Elle le pressa encore dans ses bras, et, entrant dans le parc, elle disparut derrière les arbres.
Le bruit qui s'était fait entendre avait cessé, comme si les gens qui s'approchaient avaient changé de direction.
Michel resta longtemps immobile et comme privé de raison. Après tant d'illusions charmantes, après tant d'efforts pour n'y point croire, il retombait plus que jamais sous l'empire des songes, du moins il le craignait. Il n'osait se croire éveillé, il avait peur de faire un pas, un mouvement, qui dissipassent encore une fois le prestige, comme dans la grotte de la Naïade. Il ne pouvait se décider à interroger la réalité. La vraisemblance même l'épouvantait. Comment et pourquoi Agathe l'aimait-elle? A cela il ne trouvait point de réponse, et alors il repoussait cette interrogation comme un blasphème. «Elle m'aime, elle me l'a dit! s'écriait-il intérieurement. En douter serait un crime; si je me méfiais de sa parole, je ne serais pas digne de son amour.»
Et il se plongeait dans un océan de délices. Il élevait ses pensées vers le ciel qui l'avait fait naître si heureux. Il se sentait capable des plus grandes choses, puisqu'il était jugé digne des plus grandes joies. Jamais il n'avait cru avec tant de ferveur à la bonté divine, jamais il ne s'était senti si fier et si humble, si pieux et si brave.
«Ah! pardonne-moi, mon Dieu, disait-il encore dans son cœur; jusqu'à ce jour je me croyais quelque chose. J'avais de l'orgueil, je m'abandonnais à l'amour de moi-même; et pourtant je n'étais pas aimé! C'est d'aujourd'hui seulement que j'existe. J'ai reçu la vie, j'ai reçu une âme, je suis homme! Mais je n'oublierai plus que, seul, je ne suis rien, et que l'enthousiasme qui me possède, la puissance qui me déborde, la chasteté dont je sens aujourd'hui le prix, sont nés sous le souffle de cette femme et ne vivent en moi que par elle. O jour de félicités sans bornes! calme souverain, ambition assouvie sans égoïsme et sans remords! Victoire enivrante qui laisse le cœur modeste et généreux! L'amour est tout cela, et plus encore. Que tu es bon, mon Dieu, de ne m'avoir pas permis de le deviner d'avance, et que cette surprise augmente l'ivresse d'une âme au sortir de son propre néant!...»

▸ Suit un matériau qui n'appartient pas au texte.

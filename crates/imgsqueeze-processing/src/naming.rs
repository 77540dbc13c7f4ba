//! Output file naming

use imgsqueeze_core::models::CompressionSettings;

/// Name for a single-file response: the caller's `outputName`, else
/// `compressed_<millis>.<ext>`.
pub fn single_output_name(settings: &CompressionSettings, timestamp_ms: i64) -> String {
    match &settings.output_name {
        Some(name) => name.clone(),
        None => format!(
            "compressed_{}.{}",
            timestamp_ms,
            settings.format.file_extension()
        ),
    }
}

/// Name for the `index`-th (zero based) file of a batch.
pub fn batch_output_name(
    index: usize,
    original_name: &str,
    settings: &CompressionSettings,
    timestamp_ms: i64,
) -> String {
    let extension = settings.format.file_extension();
    if settings.keep_original_name {
        format!("{}.{}", strip_extension(original_name), extension)
    } else {
        format!("compressed_{}_{}.{}", index + 1, timestamp_ms, extension)
    }
}

/// Drop a trailing `.ext` segment, or a bare trailing dot. Dots inside directories do not count.
fn strip_extension(name: &str) -> &str {
    match name.rfind('.') {
        Some(dot) if !name[dot + 1..].contains('/') => &name[..dot],
        _ => name,
    }
}
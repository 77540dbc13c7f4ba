//! Imgsqueeze API library
//!
//! HTTP handlers, multipart extraction, error rendering and application setup.

pub mod api_doc;
pub mod constants;
pub mod error;
pub mod handlers;
pub mod setup;
pub mod state;
pub mod utils;

pub use error::{ErrorResponse, HttpAppError};
pub use state::AppState;
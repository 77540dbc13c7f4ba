//! Health, capability, documentation and routing tests.
//!
//! Run with: `cargo test -p imgsqueeze-api --test service_test`

mod helpers;

use axum::http::Method;
use helpers::{setup_test_app, INDEX_HTML};
use serde_json::Value;

#[tokio::test]
async fn test_health() {
    let app = setup_test_app();

    let response = app.client().get("/api/health").await;

    assert_eq!(response.status_code(), 200);
    let body: Value = response.json();
    assert_eq!(body["status"], "ok");
    assert_eq!(body["version"], "1.0.0");
    assert!(body["timestamp"].as_str().unwrap().ends_with('Z'));
    assert_eq!(body["features"]["maxFileSize"], "50MB");
    assert_eq!(body["features"]["animated"], true);
    assert_eq!(body["features"]["batchProcessing"], true);
}

#[tokio::test]
async fn test_formats_is_stable() {
    let app = setup_test_app();

    let first: Value = app.client().get("/api/formats").await.json();
    let second: Value = app.client().get("/api/formats").await.json();

    assert_eq!(first, second);
    assert_eq!(
        first["input"]["formats"],
        serde_json::json!(["jpeg", "jpg", "png", "gif", "webp", "bmp", "tiff"])
    );
    assert_eq!(first["input"]["maxSize"], "50MB");
    assert_eq!(first["input"]["animated"], serde_json::json!(["gif", "webp"]));
    assert_eq!(
        first["output"]["formats"],
        serde_json::json!(["webp", "jpg", "png", "gif"])
    );
    assert_eq!(
        first["output"]["quality"],
        serde_json::json!({ "min": 10, "max": 100, "default": 85 })
    );
    assert_eq!(first["output"]["features"]["keepRatio"], true);
}

#[tokio::test]
async fn test_unknown_api_path_is_json_404() {
    let app = setup_test_app();

    let response = app.client().get("/api/does-not-exist").await;

    assert_eq!(response.status_code(), 404);
    let body: Value = response.json();
    assert_eq!(body["code"], "NOT_FOUND");
    assert_eq!(body["path"], "/api/does-not-exist");

    let response = app.client().post("/api/compress/extra/segments").await;
    assert_eq!(response.status_code(), 404);
}

#[tokio::test]
async fn test_wrong_method_is_405() {
    let app = setup_test_app();

    let response = app.client().get("/api/compress").await;
    assert_eq!(response.status_code(), 405);
    let body: Value = response.json();
    assert_eq!(body["code"], "METHOD_NOT_ALLOWED");

    let response = app.client().delete("/api/health").await;
    assert_eq!(response.status_code(), 405);
}

#[tokio::test]
async fn test_options_is_empty_200() {
    let app = setup_test_app();

    let response = app
        .client()
        .method(Method::OPTIONS, "/api/compress")
        .await;

    assert_eq!(response.status_code(), 200);
    assert!(response.as_bytes().is_empty());
}

#[tokio::test]
async fn test_cors_preflight_allows_any_origin() {
    let app = setup_test_app();

    let response = app
        .client()
        .method(Method::OPTIONS, "/api/compress")
        .add_header("Origin", "https://example.com")
        .add_header("Access-Control-Request-Method", "POST")
        .await;

    assert_eq!(response.status_code(), 200);
    assert_eq!(response.header("access-control-allow-origin"), "*");
}

#[tokio::test]
async fn test_request_id_header_is_set() {
    let app = setup_test_app();

    let response = app
        .client()
        .get("/api/health")
        .add_header("X-Request-ID", "req-42")
        .await;

    assert_eq!(response.header("x-request-id"), "req-42");
}

#[tokio::test]
async fn test_static_files_and_index_fallback() {
    let app = setup_test_app();

    let response = app.client().get("/app.js").await;
    assert_eq!(response.status_code(), 200);
    assert_eq!(response.text(), "console.log('ok');");

    let response = app.client().get("/").await;
    assert_eq!(response.status_code(), 200);
    assert_eq!(response.text(), INDEX_HTML);

    let response = app.client().get("/some/client/route").await;
    assert_eq!(response.status_code(), 404);
    assert_eq!(response.text(), INDEX_HTML);
}

#[tokio::test]
async fn test_openapi_document_is_served() {
    let app = setup_test_app();

    let response = app.client().get("/api/openapi.json").await;

    assert_eq!(response.status_code(), 200);
    let body: Value = response.json();
    assert!(body["paths"]["/api/compress"].is_object());
    assert!(body["paths"]["/api/compress/batch"].is_object());
}
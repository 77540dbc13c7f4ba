//! Requested, detected, and resolved image formats.

use serde::{Deserialize, Serialize};
use utoipa::ToSchema;

/// Output format as requested by the caller.
///
/// `jpg` and `jpeg` encode identically but are kept apart so generated file
/// names keep the caller's spelling.
#[derive(Debug, Clone, Copy, PartialEq, Eq, Default, Serialize, Deserialize, ToSchema)]
#[serde(rename_all = "lowercase")]
pub enum TargetFormat {
    #[default]
    Webp,
    Jpg,
    Jpeg,
    Png,
    Gif,
    Auto,
}

impl TargetFormat {
    pub fn parse(s: &str) -> Option<Self> {
        match s.trim().to_lowercase().as_str() {
            "webp" => Some(TargetFormat::Webp),
            "jpg" => Some(TargetFormat::Jpg),
            "jpeg" => Some(TargetFormat::Jpeg),
            "png" => Some(TargetFormat::Png),
            "gif" => Some(TargetFormat::Gif),
            "auto" => Some(TargetFormat::Auto),
            _ => None,
        }
    }

    pub fn as_str(self) -> &'static str {
        match self {
            TargetFormat::Webp => "webp",
            TargetFormat::Jpg => "jpg",
            TargetFormat::Jpeg => "jpeg",
            TargetFormat::Png => "png",
            TargetFormat::Gif => "gif",
            TargetFormat::Auto => "auto",
        }
    }

    /// Targets for which an animated source may keep its frames.
    pub fn allows_animation(self) -> bool {
        matches!(
            self,
            TargetFormat::Webp | TargetFormat::Gif | TargetFormat::Auto
        )
    }

    /// Extension used when naming output before the source has been inspected.
    pub fn file_extension(self) -> &'static str {
        match self {
            TargetFormat::Jpg => "jpg",
            TargetFormat::Jpeg => "jpeg",
            other => OutputFormat::resolve(other, SourceFormat::Unknown).extension(),
        }
    }
}

/// Container format sniffed from the uploaded bytes.
#[derive(Debug, Clone, Copy, PartialEq, Eq)]
pub enum SourceFormat {
    Png,
    Jpeg,
    Gif,
    WebP,
    Bmp,
    Tiff,
    Unknown,
}

impl SourceFormat {
    pub fn as_str(self) -> &'static str {
        match self {
            SourceFormat::Png => "png",
            SourceFormat::Jpeg => "jpeg",
            SourceFormat::Gif => "gif",
            SourceFormat::WebP => "webp",
            SourceFormat::Bmp => "bmp",
            SourceFormat::Tiff => "tiff",
            SourceFormat::Unknown => "unknown",
        }
    }
}

/// Concrete format the encoder writes.
#[derive(Debug, Clone, Copy, PartialEq, Eq, Serialize, ToSchema)]
#[serde(rename_all = "lowercase")]
pub enum OutputFormat {
    WebP,
    Jpeg,
    Png,
    Gif,
}

impl OutputFormat {
    /// Resolve the requested target against the detected source.
    ///
    /// Total: `auto` always lands on a concrete format.
    pub fn resolve(target: TargetFormat, source: SourceFormat) -> Self {
        match target {
            TargetFormat::Webp => OutputFormat::WebP,
            TargetFormat::Jpg | TargetFormat::Jpeg => OutputFormat::Jpeg,
            TargetFormat::Png => OutputFormat::Png,
            TargetFormat::Gif => OutputFormat::Gif,
            TargetFormat::Auto => Self::best_for(source),
        }
    }

    /// Rule table for `auto`. Every known source compresses best as WebP.
    fn best_for(source: SourceFormat) -> Self {
        match source {
            SourceFormat::Png => OutputFormat::WebP,
            SourceFormat::Jpeg => OutputFormat::WebP,
            SourceFormat::Gif => OutputFormat::WebP,
            SourceFormat::WebP => OutputFormat::WebP,
            _ => OutputFormat::WebP,
        }
    }

    pub fn mime_type(self) -> &'static str {
        match self {
            OutputFormat::WebP => "image/webp",
            OutputFormat::Jpeg => "image/jpeg",
            OutputFormat::Png => "image/png",
            OutputFormat::Gif => "image/gif",
        }
    }

    pub fn extension(self) -> &'static str {
        match self {
            OutputFormat::WebP => "webp",
            OutputFormat::Jpeg => "jpg",
            OutputFormat::Png => "png",
            OutputFormat::Gif => "gif",
        }
    }
}

#[cfg(test)]
mod tests {
    use super::*;

    #[test]
    fn test_target_format_parse() {
        assert_eq!(TargetFormat::parse("webp"), Some(TargetFormat::Webp));
        assert_eq!(TargetFormat::parse("JPG"), Some(TargetFormat::Jpg));
        assert_eq!(TargetFormat::parse(" jpeg "), Some(TargetFormat::Jpeg));
        assert_eq!(TargetFormat::parse("auto"), Some(TargetFormat::Auto));
        assert_eq!(TargetFormat::parse("avif"), None);
        assert_eq!(TargetFormat::parse(""), None);
    }

    #[test]
    fn test_auto_resolves_to_webp_for_every_source() {
        for source in [
            SourceFormat::Png,
            SourceFormat::Jpeg,
            SourceFormat::Gif,
            SourceFormat::WebP,
            SourceFormat::Bmp,
            SourceFormat::Tiff,
            SourceFormat::Unknown,
        ] {
            assert_eq!(
                OutputFormat::resolve(TargetFormat::Auto, source),
                OutputFormat::WebP,
                "source {:?}",
                source
            );
        }
    }

    #[test]
    fn test_explicit_target_ignores_source() {
        assert_eq!(
            OutputFormat::resolve(TargetFormat::Png, SourceFormat::Jpeg),
            OutputFormat::Png
        );
        assert_eq!(
            OutputFormat::resolve(TargetFormat::Jpg, SourceFormat::Png),
            OutputFormat::Jpeg
        );
        assert_eq!(
            OutputFormat::resolve(TargetFormat::Gif, SourceFormat::WebP),
            OutputFormat::Gif
        );
    }

    #[test]
    fn test_mime_types() {
        assert_eq!(OutputFormat::WebP.mime_type(), "image/webp");
        assert_eq!(OutputFormat::Jpeg.mime_type(), "image/jpeg");
        assert_eq!(OutputFormat::Png.mime_type(), "image/png");
        assert_eq!(OutputFormat::Gif.mime_type(), "image/gif");
    }

    #[test]
    fn test_file_extension_keeps_spelling() {
        assert_eq!(TargetFormat::Jpg.file_extension(), "jpg");
        assert_eq!(TargetFormat::Jpeg.file_extension(), "jpeg");
        assert_eq!(TargetFormat::Auto.file_extension(), "webp");
        assert_eq!(TargetFormat::Gif.file_extension(), "gif");
    }

    #[test]
    fn test_allows_animation() {
        assert!(TargetFormat::Webp.allows_animation());
        assert!(TargetFormat::Gif.allows_animation());
        assert!(TargetFormat::Auto.allows_animation());
        assert!(!TargetFormat::Png.allows_animation());
        assert!(!TargetFormat::Jpeg.allows_animation());
    }
}
//! Batch aggregation
//!
//! Files are compressed one after another in input order. A failing file
//! becomes a failed entry and the batch carries on.

use chrono::Utc;
use imgsqueeze_core::models::{BatchItemResult, BatchResponse, CompressionSettings, UploadedFile};

use crate::compression::CompressionEngine;
use crate::image::AnimationDetector;
use crate::naming::batch_output_name;

pub struct BatchAggregator<'a> {
    engine: &'a CompressionEngine,
}

impl<'a> BatchAggregator<'a> {
    pub fn new(engine: &'a CompressionEngine) -> Self {
        Self { engine }
    }

    pub fn run(&self, files: &[UploadedFile], settings: &CompressionSettings) -> BatchResponse {
        tracing::info!(files = files.len(), "Starting batch compression");

        let results: Vec<BatchItemResult> = files
            .iter()
            .enumerate()
            .map(|(index, file)| self.process(index, file, settings))
            .collect();

        let response = BatchResponse::new(results);
        tracing::info!(
            total = response.summary.total,
            successful = response.summary.successful,
            failed = response.summary.failed,
            overall_compression_ratio = response.summary.overall_compression_ratio,
            "Batch compression completed"
        );
        response
    }

    fn process(
        &self,
        index: usize,
        file: &UploadedFile,
        settings: &CompressionSettings,
    ) -> BatchItemResult {
        let animated = AnimationDetector::is_animated(&file.data, &file.original_name);
        let output_name = batch_output_name(
            index,
            &file.original_name,
            settings,
            Utc::now().timestamp_millis(),
        );

        match self
            .engine
            .compress(&file.data, settings, animated, output_name)
        {
            Ok(result) => BatchItemResult::succeeded(
                file.original_name.clone(),
                result.output_name,
                result.original_size,
                result.compressed_size,
                result.compression_ratio,
            ),
            Err(e) => {
                tracing::warn!(
                    index,
                    filename = %file.original_name,
                    error = %e,
                    "Batch item failed"
                );
                BatchItemResult::failed(file.original_name.clone(), e.to_string())
            }
        }
    }
}
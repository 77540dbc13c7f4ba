use std::path::Path;
use std::sync::Arc;

use axum::{
    body::Body,
    extract::DefaultBodyLimit,
    http::{HeaderName, HeaderValue, Method, Request},
    routing::{any, get, post},
    Json, Router,
};
use imgsqueeze_core::Config;
use imgsqueeze_infra::{get_request_id, request_id_middleware, REQUEST_ID_HEADER};
use tower::limit::ConcurrencyLimitLayer;
use tower_http::cors::{Any, CorsLayer};
use tower_http::services::{ServeDir, ServeFile};
use tower_http::trace::TraceLayer;

use crate::constants::{
    HEADER_COMPRESSED_SIZE, HEADER_COMPRESSION_RATIO, HEADER_ORIGINAL_SIZE,
    MULTIPART_OVERHEAD_BYTES,
};
use crate::handlers::{batch, compress, fallback, formats, health};
use crate::state::AppState;

/// Build the full application router.
///
/// Layers, outermost first: request id, trace, CORS, concurrency limit.
pub fn setup_routes(config: &Config, state: Arc<AppState>) -> Result<Router, anyhow::Error> {
    let cors = setup_cors(config)?;

    let trace_layer = TraceLayer::new_for_http().make_span_with(|request: &Request<Body>| {
        tracing::info_span!(
            "http_request",
            method = %request.method(),
            uri = %request.uri(),
            request_id = %get_request_id(request).unwrap_or_default(),
        )
    });

    // Misses get the index page with a 404 status (a bare 404 when the
    // index is absent), whatever the method.
    let index = Path::new(config.static_dir()).join(config.index_file());
    let static_files = ServeDir::new(config.static_dir())
        .call_fallback_on_method_not_allowed(true)
        .not_found_service(ServeFile::new(index));

    let http_concurrency_limit = config.http_concurrency_limit();
    tracing::info!(http_concurrency_limit, "HTTP concurrency limit layer enabled");

    let app = api_routes(config)
        .with_state(state)
        .route("/api/openapi.json", get(|| async { Json(crate::api_doc::get_openapi_spec()) }))
        .merge(utoipa_rapidoc::RapiDoc::new("/api/openapi.json").path("/docs"))
        .fallback_service(static_files)
        .layer(ConcurrencyLimitLayer::new(http_concurrency_limit))
        .layer(cors)
        .layer(trace_layer)
        .layer(axum::middleware::from_fn(request_id_middleware));

    Ok(app)
}

fn api_routes(config: &Config) -> Router<Arc<AppState>> {
    let max_file = config.max_file_size_bytes();
    let single_limit = max_file.saturating_add(MULTIPART_OVERHEAD_BYTES);
    let batch_limit = max_file
        .saturating_mul(config.max_batch_files())
        .saturating_add(MULTIPART_OVERHEAD_BYTES);

    Router::new()
        .route(
            "/api/health",
            fallback::with_method_fallback(get(health::health_check), "GET"),
        )
        .route(
            "/api/formats",
            fallback::with_method_fallback(get(formats::list_formats), "GET"),
        )
        .route(
            "/api/compress",
            fallback::with_method_fallback(post(compress::compress_image), "POST")
                .layer(DefaultBodyLimit::max(single_limit)),
        )
        .route(
            "/api/compress/batch",
            fallback::with_method_fallback(post(batch::compress_batch), "POST")
                .layer(DefaultBodyLimit::max(batch_limit)),
        )
        .route("/api/", any(fallback::api_not_found))
        .route("/api/{*path}", any(fallback::api_not_found))
}

fn setup_cors(config: &Config) -> Result<CorsLayer, anyhow::Error> {
    let mut exposed = vec![
        HEADER_ORIGINAL_SIZE,
        HEADER_COMPRESSED_SIZE,
        HEADER_COMPRESSION_RATIO,
    ];
    exposed.push(HeaderName::try_from(REQUEST_ID_HEADER)?);

    let cors = CorsLayer::new()
        .allow_methods([Method::GET, Method::POST, Method::OPTIONS])
        .allow_headers(Any)
        .expose_headers(exposed);

    let cors = if config.allows_any_origin() {
        cors.allow_origin(Any)
    } else {
        let origins = config
            .cors_origins()
            .iter()
            .map(|o| o.parse::<HeaderValue>())
            .collect::<Result<Vec<_>, _>>()
            .map_err(|e| anyhow::anyhow!("Invalid CORS origin: {}", e))?;
        cors.allow_origin(origins)
    };

    Ok(cors)
}
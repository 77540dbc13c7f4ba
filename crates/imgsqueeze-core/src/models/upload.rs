use bytes::Bytes;

/// A file received in a multipart request. Request-scoped, never persisted.
#[derive(Debug, Clone)]
pub struct UploadedFile {
    pub original_name: String,
    pub content_type: String,
    pub data: Bytes,
}

impl UploadedFile {
    pub fn new(
        original_name: impl Into<String>,
        content_type: impl Into<String>,
        data: impl Into<Bytes>,
    ) -> Self {
        Self {
            original_name: original_name.into(),
            content_type: content_type.into(),
            data: data.into(),
        }
    }

    pub fn size(&self) -> usize {
        self.data.len()
    }
}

Il allait se retirer lentement lorsqu'il vit une forme noire glisser le long du mur et disparaître dans les branches. Il se dissimula encore plus dans l'ombre pour observer, et bientôt il reconnut le Piccinino sortant de son manteau qu'il jeta par-dessus le mur, afin de se disposer à l'escalader plus lestement.
Tout le sang de Michel reflua vers son cœur, Carmelo était-il attendu? La princesse l'avait-elle autorisé à conférer avec elle, n'importe à quelle heure, et à s'introduire, n'importe par quel moyen? Il est vrai qu'il avait à traiter avec elle de secrets d'importance, et que sa manière la plus naturelle de marcher étant, comme il disait, le vol d'oiseau, l'escalade nocturne rentrait, pour lui, dans les choses naturelles. Il avait bien averti Agathe qu'il reviendrait peut être sonner à la grille de son parterre au moment où elle l'attendrait le moins. Mais n'avait-elle pas eu tort de le lui permettre? Qui pouvait deviner les intentions d'un homme comme le Piccinino? Agathe était seule; aurait-elle l'imprudence de lui ouvrir et de l'écouter? Si elle poussait à ce point la confiance, Michel ne pouvait se résoudre à la partager. Avait-elle compris que cet homme était amoureux d'elle, ou qu'il feignait de l'être? Que s'étaient-ils dit dans le parterre, lorsque Michel et le marquis avaient assisté à leur entretien sans l'entendre?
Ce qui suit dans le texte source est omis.